Columbia Courseworks (Discussion Board)
About the class projects
The class includes a programming project. Your choice of project
should be agreed with me; the easiest way is probably via email.
Some ideas are given at the bottom of this page, but they are only
to get you thinking; your project can be on any topic that interests
you, and I encourage you to choose something that will help harness
The biggest benefit of doing a project is that it will expose you
to a broader range of the activities that come up in real engineering
applications of signal processing, instead of the narrow core we've
mostly covered in class. For this reason, the core requirement is that
you do some kind of processing of some kind of real signal -- i.e.,
I don't want a purely theoretical discussion, and I don't want
experiments on ideal signals. In some cases, it's useful to work
with synthetic signals (ones you have constructed yourself, rather
than gathered from from the real world), but they should be as
"real" as possible, i.e., by adding random noise etc.
I strongly recommend you do your project in Matlab because it frees
you from many of the low-level details, but
other languages or systems can be used by prior arrangement.
Projects can be done individually, or by a small team (typically two students).

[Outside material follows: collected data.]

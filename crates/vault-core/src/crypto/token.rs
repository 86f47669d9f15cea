//! Fernet-compatible authenticated tokens
//!
//! Token layout before base64url encoding:
//!
//! ```text
//! version (1) | timestamp, big-endian (8) | IV (16) | AES-128-CBC ciphertext (16*n) | HMAC-SHA256 (32)
//! ```
//!
//! The HMAC covers every preceding byte and is keyed with the signing half of the
//! derived key. Tokens never expire.

use aes::cipher::{block_padding::Pkcs7, BlockDecryptMut, BlockEncryptMut, KeyIvInit};
use base64::engine::general_purpose::URL_SAFE_NO_PAD;
use base64::Engine;
use hmac::{Hmac, Mac};
use rand::RngCore;
use sha2::Sha256;

use super::MasterKey;
use crate::error::{Result, VaultError};

type Aes128CbcEnc = cbc::Encryptor<aes::Aes128>;
type Aes128CbcDec = cbc::Decryptor<aes::Aes128>;
type HmacSha256 = Hmac<Sha256>;

/// Only version ever written
pub const TOKEN_VERSION: u8 = 0x80;

const TIMESTAMP_LEN: usize = 8;
const IV_LEN: usize = 16;
const BLOCK_LEN: usize = 16;
const HMAC_LEN: usize = 32;
const HEADER_LEN: usize = 1 + TIMESTAMP_LEN + IV_LEN;

/// Shortest well-formed token: header, one cipher block and the tag
pub const MIN_TOKEN_LEN: usize = HEADER_LEN + BLOCK_LEN + HMAC_LEN;

/// Decoded token
#[derive(Debug, Clone, PartialEq, Eq)]
pub struct Token {
    /// Generation time (Unix seconds)
    pub timestamp: u64,
    /// Initialization vector
    pub iv: [u8; IV_LEN],
    /// AES-128-CBC ciphertext, PKCS7 padded
    pub ciphertext: Vec<u8>,
    /// HMAC-SHA256 over version, timestamp, IV and ciphertext
    pub hmac: [u8; HMAC_LEN],
}

impl Token {
    /// Encrypt and sign `plaintext` with explicit timestamp and IV
    pub fn seal(key: &MasterKey, timestamp: u64, iv: [u8; IV_LEN], plaintext: &[u8]) -> Result<Self> {
        let ciphertext = Aes128CbcEnc::new_from_slices(key.encryption_key(), &iv)
            .map_err(|e| VaultError::EncryptionError(e.to_string()))?
            .encrypt_padded_vec_mut::<Pkcs7>(plaintext);

        let mut token = Self {
            timestamp,
            iv,
            ciphertext,
            hmac: [0u8; HMAC_LEN],
        };
        token.hmac = token.sign(key)?;
        Ok(token)
    }

    /// Parse the text form; checks structure only, not authenticity
    pub fn from_string(s: &str) -> Result<Self> {
        let trimmed = s.trim().trim_end_matches('=');
        let bytes = URL_SAFE_NO_PAD
            .decode(trimmed)
            .map_err(|e| VaultError::InvalidToken(format!("not base64url: {}", e)))?;

        if bytes.len() < MIN_TOKEN_LEN {
            return Err(VaultError::InvalidToken(format!(
                "too short: {} bytes",
                bytes.len()
            )));
        }
        if bytes[0] != TOKEN_VERSION {
            return Err(VaultError::InvalidToken(format!(
                "unsupported version 0x{:02x}",
                bytes[0]
            )));
        }

        let (body, tag) = bytes.split_at(bytes.len() - HMAC_LEN);
        let ciphertext = &body[HEADER_LEN..];
        if ciphertext.len() % BLOCK_LEN != 0 {
            return Err(VaultError::InvalidToken(
                "ciphertext is not a whole number of blocks".to_string(),
            ));
        }

        let mut timestamp = [0u8; TIMESTAMP_LEN];
        timestamp.copy_from_slice(&body[1..1 + TIMESTAMP_LEN]);
        let mut iv = [0u8; IV_LEN];
        iv.copy_from_slice(&body[1 + TIMESTAMP_LEN..HEADER_LEN]);
        let mut hmac = [0u8; HMAC_LEN];
        hmac.copy_from_slice(tag);

        Ok(Self {
            timestamp: u64::from_be_bytes(timestamp),
            iv,
            ciphertext: ciphertext.to_vec(),
            hmac,
        })
    }

    /// Verify the tag, then decrypt
    pub fn open(&self, key: &MasterKey) -> Result<Vec<u8>> {
        let mut mac = HmacSha256::new_from_slice(key.signing_key())
            .map_err(|e| VaultError::InvalidToken(e.to_string()))?;
        mac.update(&self.signed_bytes());
        mac.verify_slice(&self.hmac)
            .map_err(|_| VaultError::InvalidToken("signature mismatch".to_string()))?;

        Aes128CbcDec::new_from_slices(key.encryption_key(), &self.iv)
            .map_err(|e| VaultError::InvalidToken(e.to_string()))?
            .decrypt_padded_vec_mut::<Pkcs7>(&self.ciphertext)
            .map_err(|_| VaultError::InvalidToken("bad padding".to_string()))
    }

    fn sign(&self, key: &MasterKey) -> Result<[u8; HMAC_LEN]> {
        let mut mac = HmacSha256::new_from_slice(key.signing_key())
            .map_err(|e| VaultError::EncryptionError(e.to_string()))?;
        mac.update(&self.signed_bytes());
        Ok(mac.finalize().into_bytes().into())
    }

    fn signed_bytes(&self) -> Vec<u8> {
        let mut bytes = Vec::with_capacity(HEADER_LEN + self.ciphertext.len());
        bytes.push(TOKEN_VERSION);
        bytes.extend_from_slice(&self.timestamp.to_be_bytes());
        bytes.extend_from_slice(&self.iv);
        bytes.extend_from_slice(&self.ciphertext);
        bytes
    }
}

impl std::fmt::Display for Token {
    fn fmt(&self, f: &mut std::fmt::Formatter<'_>) -> std::fmt::Result {
        let mut bytes = self.signed_bytes();
        bytes.extend_from_slice(&self.hmac);
        f.write_str(&URL_SAFE_NO_PAD.encode(bytes))
    }
}

/// Encrypt `plaintext` into a token stamped with the current time
pub fn encrypt(key: &MasterKey, plaintext: &[u8]) -> Result<String> {
    let mut iv = [0u8; IV_LEN];
    rand::thread_rng().fill_bytes(&mut iv);
    let timestamp = chrono::Utc::now().timestamp().max(0) as u64;

    Ok(Token::seal(key, timestamp, iv, plaintext)?.to_string())
}

/// Decrypt a token; any structural or integrity failure is `InvalidToken`
pub fn decrypt(key: &MasterKey, token: &str) -> Result<Vec<u8>> {
    Token::from_string(token)?.open(key)
}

I encourage you to consider teaming up, primarily because it will
allow you to do a more interesting project. I will naturally be
judging two-person projects differently from individual projects,
but I won't be applying a tougher standard - just looking for a
more extensive investigation. The best arrangement is to choose a
division of the project so that each of you can work on
separate but interlocking parts.
Learning teamwork is also one of the goals of an engineering
education, so team projects will pick up points for demonstrating a
successful ability to work with others.
The projects will be graded based on a project report
(of around 5 pages)
as well as an optional in-class presentation. If you do a presentation,
I will accept the presentation slidepack as part of the report, although
I would still want a few pages of narration to explain the slides and to
cover the points below. I do
encourage you to make in-class presentations - it's particularly fun
if you have demonstrations such as sound examples. However, we won't have
time for everyone to make presentations, so please let me know as soon
Your report must have the following structure, using these section headings:
- Introduction: A general description of the area of your project and why you're doing it.
- Problem Specification: A clear and succinct technical description of the problem you're addressing. Formulating a general problem (e.g., transcribing music) into a well-defined technical goal (e.g., reporting a list of estimated fundamental periods at each time frame) is often the most important part of a project.
- Data: What are the real-world and/or synthetic signals you are going to use to develop and evaluate your work?
- Evaluation Criteria: How are you going to measure how well your project performs? The best criteria are objective, quantitative, and discriminatory. You want to be able to demonstrate and measure improvements in your system.
- Approach: A description of how you went about trying to solve the problem. Sometimes you can make a nice project by contrasting two or more different approaches.
- Results and Analysis: What happened when you evaluated your system using the data and criteria introduced above? What were the principal shorfalls? (This may require you to choose or synthesize data that will reveal these shortcomings.) Your analysis of what happened is one of the most important opportunities to display your command of signal processing concepts.
- Development: If possible, you will come up with ideas about how to improve the shortcomings identified in the previous section, and then implement and evaluate them. Did they, in fact, help? Were there unexpected side-effects?
- Conclusions: What did you learn from doing the project? What did you demonstrate about how to solve your problem?
- References: Complete list of sources you used in completing your project, with explanations of what you got from each.
The reason for this somewhat arbitrary structure is simply to help you
avoid some of the more problematic weaknesses I've seen in past years.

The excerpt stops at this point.